How much money you got?


----------



## sunkist (Apr 27, 2012)

a transit to dig a hole and fill with water?, rotary laser level to make sure coping tile is level, c/k out pawn shops may be buy both.


----------



## born2climb (Aug 19, 2012)

griz said:


> How about an intro...you sound suspiciously like a HO....
> 
> How much money you got?


What you wanna know? I AM a homeowner...what's dishonorable about that? I own a tree service. Been in that line of work nigh on 27 years. I was a roofing contractor for 19 years, along with my tree service. Haven't nailed on a shingle in over a year now, as my tree business is finally going full blast. I've helped frame several houses over the years. Completely framed, wired, roofed, plumbed my own house. Assisted with insulation, (which I'd have done myself, but found a guy who sold and installed it cheaper than I could buy it at Lowe's), drywall, vinyl, and brick. 

How much money do I have to have before fitting in here? I reckon I could afford anything under $500. I'm needing a few write-offs anyway, and figured I'd pick up a level. I've got friends who would loan me theirs, but I like having my own stuff.
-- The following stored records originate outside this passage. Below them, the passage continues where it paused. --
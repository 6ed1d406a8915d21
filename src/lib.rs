// SPDX-FileCopyrightText: 2025 The superseedr Contributors
// SPDX-License-Identifier: GPL-3.0-or-later

//! Multi-peer piece transfer engine.
//!
//! Content is described by a [`PieceTable`]: fixed-size pieces, each with an
//! expected digest, laid out over one or more files. [`start`] fetches the
//! pieces from peers supplied by a [`PeerSource`], verifies every piece
//! before it is written, and reports through the returned [`TransferHandle`].

pub mod command;
pub mod config;
pub mod errors;
pub mod manifest;
pub mod networking;
pub mod piece_table;
pub mod rate_limit;
pub mod shortcut;
pub mod storage;
pub mod transfer;
pub mod verifier;

pub use config::Settings;
pub use errors::TransferError;
pub use manifest::Manifest;
pub use piece_table::{FileEntry, HashAlgorithm, PieceTable};
pub use transfer::{
    start, start_with, PeerSource, Progress, TransferEvent, TransferHandle, TransferParameters,
    TransferStatus,
};
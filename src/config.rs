// SPDX-FileCopyrightText: 2025 The superseedr Contributors
// SPDX-License-Identifier: GPL-3.0-or-later

use figment::providers::{Env, Format};
use figment::{providers::Toml, Figment};

use directories::ProjectDirs;
use serde::{Deserialize, Serialize};
use std::fs;
use std::io;
use std::path::{Path, PathBuf};
use std::time::Duration;

#[derive(Serialize, Deserialize, Debug, Clone, PartialEq)]
#[serde(default)]
pub struct Settings {
    pub client_id: String,

    // Networking
    pub listen_port: Option<u16>,
    pub max_peers: usize,
    pub min_peers: usize,
    pub peer_refill_interval_ms: u64,
    pub download_limit_bps: u64,
    pub upload_limit_bps: u64,
    pub max_message_length: u32,

    // Pipelining / selection
    pub pipeline_depth: usize,
    pub endgame_threshold: usize,

    // Integrity
    pub hash_failure_ceiling: u32,
    pub peer_hash_failure_limit: u32,

    // Timeouts
    pub connect_timeout_ms: u64,
    pub handshake_timeout_ms: u64,
    pub request_timeout_ms: u64,
    pub idle_timeout_secs: u64,
    pub keep_alive_secs: u64,
    pub shutdown_grace_ms: u64,
    pub tick_interval_ms: u64,

    // Retry / backoff
    pub backoff_base_ms: u64,
    pub backoff_max_ms: u64,
    pub backoff_jitter_ms: u64,
    pub max_connect_attempts: u32,
    pub write_retry_attempts: u32,

    // Disk
    pub resume: bool,
    pub seed_after_complete: bool,
    pub local_stores: Vec<PathBuf>,
}

impl Default for Settings {
    fn default() -> Self {
        Self {
            client_id: String::new(),
            listen_port: None,
            max_peers: 30,
            min_peers: 5,
            peer_refill_interval_ms: 5_000,
            download_limit_bps: 0,
            upload_limit_bps: 0,
            max_message_length: 1 << 17,
            pipeline_depth: 5,
            endgame_threshold: 4,
            hash_failure_ceiling: 3,
            peer_hash_failure_limit: 2,
            connect_timeout_ms: 10_000,
            handshake_timeout_ms: 10_000,
            request_timeout_ms: 30_000,
            idle_timeout_secs: 120,
            keep_alive_secs: 60,
            shutdown_grace_ms: 2_000,
            tick_interval_ms: 1_000,
            backoff_base_ms: 1_000,
            backoff_max_ms: 60_000,
            backoff_jitter_ms: 100,
            max_connect_attempts: 5,
            write_retry_attempts: 5,
            resume: true,
            seed_after_complete: false,
            local_stores: Vec::new(),
        }
    }
}

impl Settings {
    /// Clamps knobs that would otherwise stall or spin the engine.
    pub fn validated(mut self) -> Self {
        self.max_peers = self.max_peers.max(1);
        self.pipeline_depth = self.pipeline_depth.max(1);
        self.hash_failure_ceiling = self.hash_failure_ceiling.max(1);
        self.peer_hash_failure_limit = self.peer_hash_failure_limit.max(1);
        self.max_connect_attempts = self.max_connect_attempts.max(1);
        self.write_retry_attempts = self.write_retry_attempts.max(1);
        self.tick_interval_ms = self.tick_interval_ms.max(10);
        self.backoff_max_ms = self.backoff_max_ms.max(self.backoff_base_ms);
        // A request frame must at least carry one full block.
        self.max_message_length = self.max_message_length.max(16_384 + 13);
        if self.client_id.len() != 20 {
            self.client_id = generate_client_id_string();
        }
        self
    }

    pub fn connect_timeout(&self) -> Duration {
        Duration::from_millis(self.connect_timeout_ms)
    }

    pub fn handshake_timeout(&self) -> Duration {
        Duration::from_millis(self.handshake_timeout_ms)
    }

    pub fn request_timeout(&self) -> Duration {
        Duration::from_millis(self.request_timeout_ms)
    }

    pub fn idle_timeout(&self) -> Duration {
        Duration::from_secs(self.idle_timeout_secs)
    }

    pub fn keep_alive_interval(&self) -> Duration {
        Duration::from_secs(self.keep_alive_secs.max(1))
    }
}

/// Returns the (config, data) directories, creating them if needed.
pub fn get_app_paths() -> Option<(PathBuf, PathBuf)> {
    let proj_dirs = ProjectDirs::from("org", "swarmget", "swarmget")?;
    let config_dir = proj_dirs.config_dir().to_path_buf();
    let data_dir = proj_dirs.data_local_dir().to_path_buf();

    fs::create_dir_all(&config_dir).ok()?;
    fs::create_dir_all(&data_dir).ok()?;

    Some((config_dir, data_dir))
}

pub fn load_settings() -> Settings {
    if let Some((config_dir, _)) = get_app_paths() {
        let config_file_path = config_dir.join("settings.toml");
        return load_settings_from(config_file_path);
    }

    Figment::new()
        .merge(Env::prefixed("SWARMGET_"))
        .extract()
        .unwrap_or_default()
}

pub fn load_settings_from(config_file_path: PathBuf) -> Settings {
    match Figment::new()
        .merge(Toml::file(config_file_path))
        .merge(Env::prefixed("SWARMGET_"))
        .extract()
    {
        Ok(settings) => settings,
        Err(e) => {
            tracing::warn!(error = %e, "Invalid settings, falling back to defaults");
            Settings::default()
        }
    }
}

/// Writes the per-user settings file. Returns where it went, if anywhere.
pub fn save_settings(settings: &Settings) -> io::Result<Option<PathBuf>> {
    let Some((config_dir, _)) = get_app_paths() else {
        return Ok(None);
    };
    let config_file_path = config_dir.join("settings.toml");
    save_settings_to(settings, &config_file_path)?;
    Ok(Some(config_file_path))
}

/// Pretty TOML through a temp file and rename, so readers never see a
/// half-written file.
pub fn save_settings_to(settings: &Settings, config_file_path: &Path) -> io::Result<()> {
    if let Some(parent) = config_file_path.parent() {
        if !parent.as_os_str().is_empty() {
            fs::create_dir_all(parent)?;
        }
    }
    let temp_file_path = config_file_path.with_extension("toml.tmp");
    let content = toml::to_string_pretty(settings).map_err(io::Error::other)?;
    fs::write(&temp_file_path, content)?;
    fs::rename(&temp_file_path, config_file_path)
}

pub fn generate_client_id_string() -> String {
    use rand::Rng;

    const CLIENT_PREFIX: &str = "-SG0100-";
    const RANDOM_LEN: usize = 12;
    const CHARSET: &[u8] = b"ABCDEFGHIJKLMNOPQRSTUVWXYZabcdefghijklmnopqrstuvwxyz0123456789";

    let mut rng = rand::rng();
    let random_chars: String = (0..RANDOM_LEN)
        .map(|_| CHARSET[rng.random_range(0..CHARSET.len())] as char)
        .collect();

    format!("{}{}", CLIENT_PREFIX, random_chars)
}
I'm currently remodeling my little "shop" and adding side sheds to it. A level would have made setting it up a little easier.


----------



## born2climb (Aug 19, 2012)

Okay, I guess no one here has any advice they want to share, since I don't have a lot of money and am a lowly homeowner...117 views, and no answers. Just a condescending remark about my sounding "suspiciously like a HO" and someone asking about "a transit to dig a hole and fill with water". It's an above ground pool, and all 16 legs must be level or the side will buckle. No, a transit is not required. That's the reason I joined this forum....to ask a question. Guess I'll keep saving my money til I'm rich enough to be recognized....


----------



## TxElectrician (May 21, 2008)

A little touchy I think.

I suppose Griz asked how much money you got trying to figure your budget for the tool you need, not your net worth.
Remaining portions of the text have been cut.